Research


Table of Contents

Medical image segmentation

This research proposal aims to explore distributed learning in healthcare by comparing the performance and security of Federated Learning (FL), Split Learning (SL), and SplitFed Learning (SFL) methods on 3D liver images using the LiTS dataset. The study will focus on applying these distributed learning techniques to segmentation models, particularly those based on U-Net architecture, and evaluate their effectiveness in terms of accuracy, privacy preservation, and communication efficiency. The expected outcomes include theoretical insights, methodological frameworks, and practical applications that could enhance patient data management and expand the use of distributed learning in medical image analysis beyond liver segmentation.

Speech emotion recognition

This research proposal outlines a study aimed at enhancing Speech Emotion Recognition (SER) through the integration of multi-feature fusion and a Graph-LSTM architecture. The researchers plan to combine diverse acoustic and linguistic features to create a comprehensive representation of emotional expressions in speech, leveraging Graph Neural Networks to model complex relationships between emotional cues and Long Short-Term Memory networks to capture temporal dependencies. The expected outcomes include improved accuracy and robustness in SER, enhanced interpretability of the model, and a more comprehensive representation of emotional cues in speech.

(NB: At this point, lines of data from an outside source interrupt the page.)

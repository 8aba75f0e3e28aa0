//! # Roboteq CLI
//!
//! 通过串口行协议向控制器上传配置脚本。
//!
//! ```bash
//! roboteq-cli upload --port /dev/ttyUSB0 motor-setup.cfg
//! ```
//!
//! 串口本身（波特率等）需要事先配置好，例如用 `stty`。

use anyhow::{Context, Result};
use clap::{Parser, Subcommand};
use roboteq_tools::CommandWriter;
use std::fs::{File, OpenOptions};
use std::io::BufReader;
use std::path::PathBuf;
use tracing_subscriber::EnvFilter;

/// Roboteq 控制器配置工具
#[derive(Parser, Debug)]
#[command(name = "roboteq-cli")]
#[command(about = "Configuration uploader for Roboteq motor controllers", long_about = None)]
#[command(version)]
struct Cli {
    #[command(subcommand)]
    command: Commands,
}

#[derive(Subcommand, Debug)]
enum Commands {
    /// 上传配置脚本并逐条校验设备应答
    Upload {
        /// 串口设备路径
        #[arg(long)]
        port: PathBuf,

        /// 配置脚本文件（`^`/`%`/`!` 命令行，`#` 注释）
        script: PathBuf,
    },
}

fn main() -> Result<()> {
    tracing_subscriber::fmt()
        .with_env_filter(EnvFilter::from_default_env())
        .init();

    let cli = Cli::parse();
    match cli.command {
        Commands::Upload { port, script } => upload(&port, &script),
    }
}

fn upload(port: &PathBuf, script: &PathBuf) -> Result<()> {
    let device = OpenOptions::new()
        .read(true)
        .write(true)
        .open(port)
        .with_context(|| format!("opening serial device {}", port.display()))?;
    let reader = BufReader::new(
        File::open(script).with_context(|| format!("opening script {}", script.display()))?,
    );

    let mut writer = CommandWriter::new(device);
    let executed = writer
        .execute_script(reader)
        .context("uploading configuration")?;

    println!("{executed} commands accepted");
    Ok(())
}
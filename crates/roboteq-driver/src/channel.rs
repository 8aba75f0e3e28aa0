//! 单通道控制
//!
//! 每个物理轴由一个 [`Channel`] 管理：运行模式、单位换算参数、
//! 最近一次接受的指令，以及反馈更新的位掩码跟踪。
//!
//! ## 更新跟踪
//!
//! 反馈字段以独立、无序的帧到达，没有原子性保证。通道为当前
//! 模式的每个反馈对象分配一个跟踪位；[`Channel::note_update`]
//! 把收到的对象按位累积，累积值等于必需掩码时说明一份完整的
//! 反馈快照已经就绪。更换模式会原子地重置累积值和必需掩码。

use crate::dict::{ObjectDictionary, SdoRequest, Update};
use crate::error::DriverError;
use crate::joint::JointState;
use crate::pdo::{self, PdoMapping};
use crate::table::{ModeTable, ProtocolVariant};
use roboteq_protocol::{
    ControlWord, Factors, OperationMode, PositionSource, StatusWord, Transition, objects,
};
use smallvec::SmallVec;

/// 单个控制器通道
#[derive(Debug, Clone)]
pub struct Channel {
    index: usize,
    variant: ProtocolVariant,
    mode: OperationMode,
    factors: Factors,
    position_source: PositionSource,
    table: ModeTable,
    tracking: u32,
    required_mask: u32,
    last_command: JointState,
}

impl Channel {
    pub(crate) fn new(index: usize, variant: ProtocolVariant) -> Self {
        Self {
            index,
            variant,
            mode: OperationMode::None,
            factors: Factors::default(),
            position_source: PositionSource::default(),
            table: ModeTable::default(),
            tracking: 0,
            required_mask: 0,
            last_command: JointState::default(),
        }
    }

    /// 通道号（0 起）
    pub fn index(&self) -> usize {
        self.index
    }

    pub fn variant(&self) -> ProtocolVariant {
        self.variant
    }

    pub fn mode(&self) -> OperationMode {
        self.mode
    }

    /// 该通道是否完全不参与聚合指令/反馈
    pub fn is_ignored(&self) -> bool {
        self.mode == OperationMode::Ignored
    }

    /// 设置单位换算参数
    pub fn set_factors(&mut self, factors: Factors) {
        self.factors = factors;
    }

    pub fn factors(&self) -> &Factors {
        &self.factors
    }

    /// 设置位置反馈来源
    pub fn set_position_source(&mut self, source: PositionSource) {
        self.position_source = source;
    }

    /// 更换运行模式
    ///
    /// 映射表、累积掩码和必需掩码原子地一起更换；不支持的
    /// (变体, 模式) 组合立即失败且不改动任何状态。
    ///
    /// 模式在一次反馈/指令周期内不可变：调用方必须在没有
    /// 进行中的周期交换时更换模式。
    pub fn set_mode(&mut self, mode: OperationMode) -> Result<(), DriverError> {
        let table = ModeTable::build(self.variant, mode, self.index)?;
        self.required_mask = table.required_mask();
        self.table = table;
        self.mode = mode;
        self.tracking = 0;
        Ok(())
    }

    // ------------------------------------------------------------------
    // 反馈
    // ------------------------------------------------------------------

    /// 由当前模式的反馈对象组装关节状态
    ///
    /// 镜像中还没有值的字段保持未知；`None`/`Ignored` 模式
    /// 返回全未知记录。
    pub fn joint_state(&self, dict: &ObjectDictionary) -> JointState {
        let mut state = JointState::default();
        for entry in &self.table.feedback {
            if let Some(raw) = dict.get(entry.object) {
                let value = entry.conv.apply(raw, &self.factors, self.position_source);
                state.set_field(entry.field, value);
            }
        }
        state
    }

    /// 显式轮询反馈所需的 SDO 读请求
    pub fn query_joint_state(&self) -> Vec<SdoRequest> {
        self.table
            .feedback
            .iter()
            .map(|e| SdoRequest::upload(e.object))
            .collect()
    }

    /// 当前模式反馈对象的周期帧分组
    pub fn joint_state_tpdo_mappings(&self) -> Vec<PdoMapping> {
        pdo::pack(self.table.feedback.iter().map(|e| e.object))
    }

    /// 记录一次变更通知
    ///
    /// 返回累积值此刻是否已覆盖全部必需对象。
    pub fn note_update(&mut self, update: &Update) -> bool {
        for (i, entry) in self.table.feedback.iter().enumerate() {
            if update.contains(entry.object.addr()) {
                self.tracking |= 1 << i;
            }
        }
        self.has_full_update()
    }

    /// 自上次重置以来是否收齐了一份完整的反馈快照
    pub fn has_full_update(&self) -> bool {
        self.tracking & self.required_mask == self.required_mask
    }

    /// 清空累积值（必需掩码不变）
    pub fn reset_tracking(&mut self) {
        self.tracking = 0;
    }

    // ------------------------------------------------------------------
    // 指令
    // ------------------------------------------------------------------

    /// 校验指令并把换算后的寄存器值暂存进字典镜像
    ///
    /// 先对当前模式的全部必需字段完成校验和换算，然后才写入
    /// 任何寄存器、替换 `last_command`；任一字段缺失时整个调用
    /// 失败且不产生任何改动。
    pub fn stage_command(
        &mut self,
        cmd: &JointState,
        dict: &mut ObjectDictionary,
    ) -> Result<(), DriverError> {
        if self.table.commands.is_empty() {
            return Err(DriverError::UnsupportedMode {
                variant: self.variant,
                mode: self.mode,
            });
        }

        let mut staged: SmallVec<[(roboteq_protocol::Object, i64); 4]> = SmallVec::new();
        for entry in &self.table.commands {
            let value = cmd
                .field(entry.field)
                .ok_or(DriverError::InvalidJointCommand {
                    channel: self.index,
                    field: entry.field,
                })?;
            staged.push((entry.object, entry.conv.apply(value, &self.factors)));
        }

        for (object, value) in staged {
            dict.set(object, value);
        }
        self.last_command = *cmd;
        Ok(())
    }

    /// 最近一次被接受的指令
    pub fn joint_command(&self) -> JointState {
        self.last_command
    }

    /// 把当前暂存的指令值下发到设备的 SDO 写请求
    pub fn query_joint_command_download(&self, dict: &ObjectDictionary) -> Vec<SdoRequest> {
        self.table
            .commands
            .iter()
            .map(|e| SdoRequest::download(e.object, dict.get(e.object).unwrap_or(0)))
            .collect()
    }

    /// 当前模式指令对象的周期帧分组
    pub fn joint_command_rpdo_mappings(&self) -> Vec<PdoMapping> {
        pdo::pack(self.table.commands.iter().map(|e| e.object))
    }

    // ------------------------------------------------------------------
    // DS402 状态机
    // ------------------------------------------------------------------

    fn require_ds402(&self) -> Result<(), DriverError> {
        if self.variant == ProtocolVariant::Ds402 {
            Ok(())
        } else {
            Err(DriverError::RequiresDs402)
        }
    }

    /// 请求一次 DS402 状态机迁移的控制字写请求
    pub fn ds402_transition(
        &self,
        transition: Transition,
        enable_halt: bool,
    ) -> Result<SdoRequest, DriverError> {
        self.require_ds402()?;
        let word = ControlWord::new(self.mode, transition, enable_halt);
        Ok(SdoRequest::download(
            objects::CONTROL_WORD.at_channel_block(self.index),
            word.to_raw() as i64,
        ))
    }

    /// 读取状态字的 SDO 请求
    pub fn query_ds402_status(&self) -> Result<SdoRequest, DriverError> {
        self.require_ds402()?;
        Ok(SdoRequest::upload(
            objects::STATUS_WORD.at_channel_block(self.index),
        ))
    }

    /// 解码镜像中的状态字
    pub fn ds402_status(&self, dict: &ObjectDictionary) -> Result<StatusWord, DriverError> {
        self.require_ds402()?;
        let object = objects::STATUS_WORD.at_channel_block(self.index);
        let raw = dict.get(object).ok_or(DriverError::ValueUnavailable {
            index: object.index,
            sub: object.sub,
        })?;
        Ok(StatusWord::from_raw(raw as u16)?)
    }

    /// 把运行模式写入驱动模式寄存器的 SDO 请求
    ///
    /// 注意：CANopen 侧只是通告；通道自身的模式仍通过
    /// [`Channel::set_mode`] 更换。
    pub fn query_operation_mode_download(
        &self,
        mode: OperationMode,
    ) -> Result<SdoRequest, DriverError> {
        self.require_ds402()?;
        Ok(SdoRequest::download(
            objects::OPERATION_MODE.at_channel_block(self.index),
            mode.register_value() as i64,
        ))
    }

    /// 停转本通道电机的 SDO 写请求
    pub fn query_motor_stop(&self) -> SdoRequest {
        SdoRequest::download(objects::MOTOR_STOP.at_sub_offset(self.index as u8 + 1), 1)
    }
}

Handwritten mathematical expressions recognition

This research proposal outlines a study on Handwritten Mathematical Expressions (HME) Recognition, aiming to improve structural analysis for enhanced recognition accuracy. The project focuses on addressing challenges in understanding hierarchical and spatial relationships between mathematical symbols using deep learning techniques. Two main approaches are proposed: direct feature extraction from images and a two-step process involving symbol detection and spatial relationship analysis. The study aims to develop a robust structural analysis model that outperforms current baselines in recognizing complex and nested mathematical structures across various handwriting styles.

Vietnamese traffic sign recognition

This study presents an approach to Vietnamese traffic sign recognition designed for the IOT device, utilizing the YOLOv8 Nano model to achieve real-time performance. The researchers introduce a new dataset called VTSDB100, which includes 100 different classes of traffic signs captured in diverse locations within Ho Chi Minh City, Vietnam. The researchers conduct experiments using various object detection methods on the VTSDB100 dataset, including YOLOv8, YOLOv9, YOLOv10, YOLOX, RetinaNet, and Faster R-CNN. The paper also describes techniques for deploying deep learning models on resource-constrained devices, such as using TensorRT and quantization to optimize inference speed. Finally, the authors propose a workflow for a real-time traffic sign recognition system on the Jetson Nano 2GB, which includes object detection, tracking, and a class filter algorithm to minimize false predictions.